The tasks for FME Server are the same as always. “Getting data to applications in a form that the applications can immediately use the data”! The beauty of the cloud is that users can for the first time entertain the thought of deploying thousands of machines while only having to pay for resources they use. At the risk of showing my age this gives me deja vu as this sounds a lot like the old mainframe model of old when many organizations would simply rent computer time and pay for what they used.

Initially we saw the cloud as merely an alternative deployment approach for FME Server. While that is very exciting it is even more exciting to see that FME Server coupled with the cloud enables a whole new set of spatial data interoperability problems to be solved. Watch for upcoming announcements as the cloud and FME Server deliver “Spatial ETL in the large!”

About Data Cloud Computing FME Server Spatial Data Interoperability

Don Murray

Don is the co-founder and President of Safe Software. Safe Software was founded originally doing work for the BC Government on a project sharing spatial data with the forestry industry. During that project Don and other co-founder, Dale Lutz, realized the need for a data integration platform like FME. When Don’s not raving about how much he loves XML, you can find Don working with the team at Safe to take the FME product to the next level. You will also find him on the road talking with customers and partners to learn more about what new FME features they’d like to see.


2 Responses to “FME Shines Thru the Clouds”

  1. Don:

    Very compelling indeed.

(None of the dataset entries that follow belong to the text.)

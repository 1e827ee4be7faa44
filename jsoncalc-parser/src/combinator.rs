//! Generic parser combinator framework
//!
//! A parser here is any function `S -> Result<Option<(S, T)>, E>` over a
//! [`Stream`]. The three outcomes are kept strictly apart:
//!
//! * `Err(e)`: a hard error; combinators propagate it unchanged and never
//!   turn it back into a plain non-match,
//! * `Ok(None)`: the parser did not match; the input is untouched and the
//!   caller may try an alternative,
//! * `Ok(Some((rest, value)))`: the parser matched, consuming the difference
//!   between the input and `rest`.
//!
//! The same framework drives both layers of the pipeline: the tokenizer runs
//! it over `&str`, the grammar over `&[Token]`.

/// Outcome of a single parser application.
pub type ParseOutcome<S, T, E> = Result<Option<(S, T)>, E>;

/// A matched prefix: the remaining stream and the produced value.
pub fn matched<S, T, E>(rest: S, value: T) -> ParseOutcome<S, T, E> {
    Ok(Some((rest, value)))
}

/// A clean non-match, leaving the input for an alternative.
pub fn no_match<S, T, E>() -> ParseOutcome<S, T, E> {
    Ok(None)
}

/// Input that parsers consume from the front.
///
/// Implementations are cheap handles (string slices, token slices); cloning
/// one never copies the underlying data.
pub trait Stream: Clone {
    /// Number of unconsumed items.
    fn len(&self) -> usize;

    /// True when nothing is left to consume.
    fn is_empty(&self) -> bool {
        self.len() == 0
    }
}

impl Stream for &str {
    fn len(&self) -> usize {
        str::len(self)
    }
}

impl<T> Stream for &[T] {
    fn len(&self) -> usize {
        <[T]>::len(self)
    }
}

/// Anything that can be applied to a stream.
///
/// Implemented for every `Fn(S) -> ParseOutcome<S, T, E>`, so plain functions
/// and closures are parsers without further ceremony.
pub trait Parser<S: Stream, E> {
    /// The value a successful match produces.
    type Output;

    /// Apply this parser to the front of `input`.
    fn parse(&self, input: S) -> ParseOutcome<S, Self::Output, E>;
}

impl<S: Stream, E, T, F> Parser<S, E> for F
where
    F: Fn(S) -> ParseOutcome<S, T, E>,
{
    type Output = T;

    fn parse(&self, input: S) -> ParseOutcome<S, T, E> {
        self(input)
    }
}

/// Errors the framework itself can raise.
pub trait CombinatorError {
    /// Raised by [`rep`] when `min` exceeds `max`.
    fn invalid_repetition(min: usize, max: usize) -> Self;
}

/// Tuple of alternatives for [`alt`]; tried in order, first match wins.
pub trait Alt<S: Stream, E> {
    /// The common output type of all alternatives.
    type Output;

    /// Try each alternative on `input` in order.
    fn choice(&self, input: S) -> ParseOutcome<S, Self::Output, E>;
}

/// Ordered choice: the first alternative that matches decides the result.
///
/// A hard error from any alternative aborts the whole choice; a non-match
/// moves on to the next alternative with the input untouched.
pub fn alt<S, E, A>(alternatives: A) -> impl Parser<S, E, Output = A::Output>
where
    S: Stream,
    A: Alt<S, E>,
{
    move |input: S| alternatives.choice(input)
}

macro_rules! impl_alt {
    ($($parser:ident . $idx:tt),+) => {
        impl<S, E, Out, $($parser),+> Alt<S, E> for ($($parser,)+)
        where
            S: Stream,
            $($parser: Parser<S, E, Output = Out>,)+
        {
            type Output = Out;

            fn choice(&self, input: S) -> ParseOutcome<S, Out, E> {
                $(
                    if let Some(found) = self.$idx.parse(input.clone())? {
                        return Ok(Some(found));
                    }
                )+
                Ok(None)
            }
        }
    };
}

impl_alt!(A.0, B.1);
impl_alt!(A.0, B.1, C.2);
impl_alt!(A.0, B.1, C.2, D.3);
impl_alt!(A.0, B.1, C.2, D.3, F.4);
impl_alt!(A.0, B.1, C.2, D.3, F.4, G.5);
impl_alt!(A.0, B.1, C.2, D.3, F.4, G.5, H.6);
impl_alt!(A.0, B.1, C.2, D.3, F.4, G.5, H.6, I.7);

/// Tuple of parsers for [`cat`]; applied left to right on one stream.
pub trait Seq<S: Stream, E> {
    /// The tuple of all member outputs.
    type Output;

    /// Run every member in order, threading the stream through.
    fn sequence(&self, input: S) -> ParseOutcome<S, Self::Output, E>;
}

/// Concatenation: every member must match, in order, each continuing where
/// the previous one stopped. Any member's non-match fails the whole sequence
/// without consuming input.
pub fn cat<S, E, Q>(parsers: Q) -> impl Parser<S, E, Output = Q::Output>
where
    S: Stream,
    Q: Seq<S, E>,
{
    move |input: S| parsers.sequence(input)
}

macro_rules! impl_seq {
    ($($parser:ident . $idx:tt -> $value:ident),+) => {
        impl<S, E, $($parser),+> Seq<S, E> for ($($parser,)+)
        where
            S: Stream,
            $($parser: Parser<S, E>,)+
        {
            type Output = ($($parser::Output,)+);

            fn sequence(&self, input: S) -> ParseOutcome<S, Self::Output, E> {
                let rest = input;
                $(
                    let Some((rest, $value)) = self.$idx.parse(rest)? else {
                        return Ok(None);
                    };
                )+
                Ok(Some((rest, ($($value,)+))))
            }
        }
    };
}

impl_seq!(A.0 -> a, B.1 -> b);
impl_seq!(A.0 -> a, B.1 -> b, C.2 -> c);
impl_seq!(A.0 -> a, B.1 -> b, C.2 -> c, D.3 -> d);
impl_seq!(A.0 -> a, B.1 -> b, C.2 -> c, D.3 -> d, F.4 -> f);

/// Repetition with inclusive bounds: at least `min` matches, at most `max`
/// (`None` for unbounded).
///
/// Stops at the first non-match or when the stream runs dry; fewer than `min`
/// matches is a non-match of the whole repetition. `min > max` is a caller
/// bug and raises a hard error rather than silently matching nothing.
pub fn rep<S, E, P>(parser: P, min: usize, max: Option<usize>) -> impl Parser<S, E, Output = Vec<P::Output>>
where
    S: Stream,
    E: CombinatorError,
    P: Parser<S, E>,
{
    move |input: S| {
        if let Some(max) = max {
            if min > max {
                return Err(E::invalid_repetition(min, max));
            }
        }
        let mut items = Vec::new();
        let mut rest = input;
        while max.map_or(true, |m| items.len() < m) && !rest.is_empty() {
            match parser.parse(rest.clone())? {
                Some((next, value)) => {
                    rest = next;
                    items.push(value);
                }
                None => break,
            }
        }
        if items.len() < min {
            return Ok(None);
        }
        Ok(Some((rest, items)))
    }
}

/// Optional match: always succeeds, with `None` when the inner parser does
/// not match.
pub fn opt<S, E, P>(parser: P) -> impl Parser<S, E, Output = Option<P::Output>>
where
    S: Stream,
    P: Parser<S, E>,
{
    move |input: S| match parser.parse(input.clone())? {
        Some((rest, value)) => Ok(Some((rest, Some(value)))),
        None => Ok(Some((input, None))),
    }
}

/// Like [`opt`], but substitutes `default` for a non-match.
pub fn or_default<S, E, P>(parser: P, default: P::Output) -> impl Parser<S, E, Output = P::Output>
where
    S: Stream,
    P: Parser<S, E>,
    P::Output: Clone,
{
    move |input: S| match parser.parse(input.clone())? {
        Some(found) => Ok(Some(found)),
        None => Ok(Some((input, default.clone()))),
    }
}

/// Zero-width negative lookahead: matches (consuming nothing) exactly when
/// the inner parser does not match.
pub fn not<S, E, P>(parser: P) -> impl Parser<S, E, Output = ()>
where
    S: Stream,
    P: Parser<S, E>,
{
    move |input: S| match parser.parse(input.clone())? {
        Some(_) => Ok(None),
        None => Ok(Some((input, ()))),
    }
}

/// Matches `parser` only where `reject` does not match first.
pub fn diff<S, E, P, R>(parser: P, reject: R) -> impl Parser<S, E, Output = P::Output>
where
    S: Stream,
    P: Parser<S, E>,
    R: Parser<S, E>,
{
    move |input: S| {
        if reject.parse(input.clone())?.is_some() {
            return Ok(None);
        }
        parser.parse(input)
    }
}

/// One or more `element`s separated by `delimiter`.
///
/// A trailing delimiter is never consumed: the repetition stops before a
/// delimiter that is not followed by another element.
pub fn list<S, E, P, D>(element: P, delimiter: D) -> impl Parser<S, E, Output = Vec<P::Output>>
where
    S: Stream,
    P: Parser<S, E>,
    D: Parser<S, E>,
{
    move |input: S| {
        let Some((mut rest, first)) = element.parse(input)? else {
            return Ok(None);
        };
        let mut items = vec![first];
        loop {
            let Some((after_delimiter, _)) = delimiter.parse(rest.clone())? else {
                break;
            };
            let Some((next, item)) = element.parse(after_delimiter)? else {
                break;
            };
            rest = next;
            items.push(item);
        }
        Ok(Some((rest, items)))
    }
}

/// Transform the output of a successful match.
pub fn map<S, E, P, F, U>(parser: P, transform: F) -> impl Parser<S, E, Output = U>
where
    S: Stream,
    P: Parser<S, E>,
    F: Fn(P::Output) -> U,
{
    move |input: S| match parser.parse(input)? {
        Some((rest, value)) => Ok(Some((rest, transform(value)))),
        None => Ok(None),
    }
}

/// After `pre` matches, offer `continuation` the remaining stream and the
/// value so far. A non-match from the continuation falls back to `pre`'s own
/// result; a hard error still aborts.
///
/// This is how left-recursive suffixes (operator chains, call and index
/// postfixes) are folded without left recursion in the grammar itself.
pub fn may_continue<S, E, P, F>(pre: P, continuation: F) -> impl Parser<S, E, Output = P::Output>
where
    S: Stream,
    P: Parser<S, E>,
    P::Output: Clone,
    F: Fn(S, P::Output) -> ParseOutcome<S, P::Output, E>,
{
    move |input: S| {
        let Some((rest, value)) = pre.parse(input)? else {
            return Ok(None);
        };
        match continuation(rest.clone(), value.clone())? {
            Some(extended) => Ok(Some(extended)),
            None => Ok(Some((rest, value))),
        }
    }
}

With Amazon’s new Elastic MapReduce capabilities, you could conceivably throw serious firepower at the tile creation challenge.

    Good stuff.


  2. Don says:


    Exciting for sure. The Architecture of our Raster system in particular is one that enables us to easily break-up large raster data so that it can be worked on by many different processors. While initially we saw the cloud as “merely” a new deployment model what we are seeing now is an interest in unleashing the cloud as a method of implementing a powerful Virtual Earth (and other) tile creation system. As you know cloud technology is evolving very rapidly and we are still working to wrap our heads around things like Hadoop and MapReduce to be honest. Look for more information around FME and cloud technology as we get closer to the FME User Conference in June. We are working hard with Weogeo to have some pretty exciting demonstrations and announcements at that time. The cloud is definitely going to be more than just another deployment model.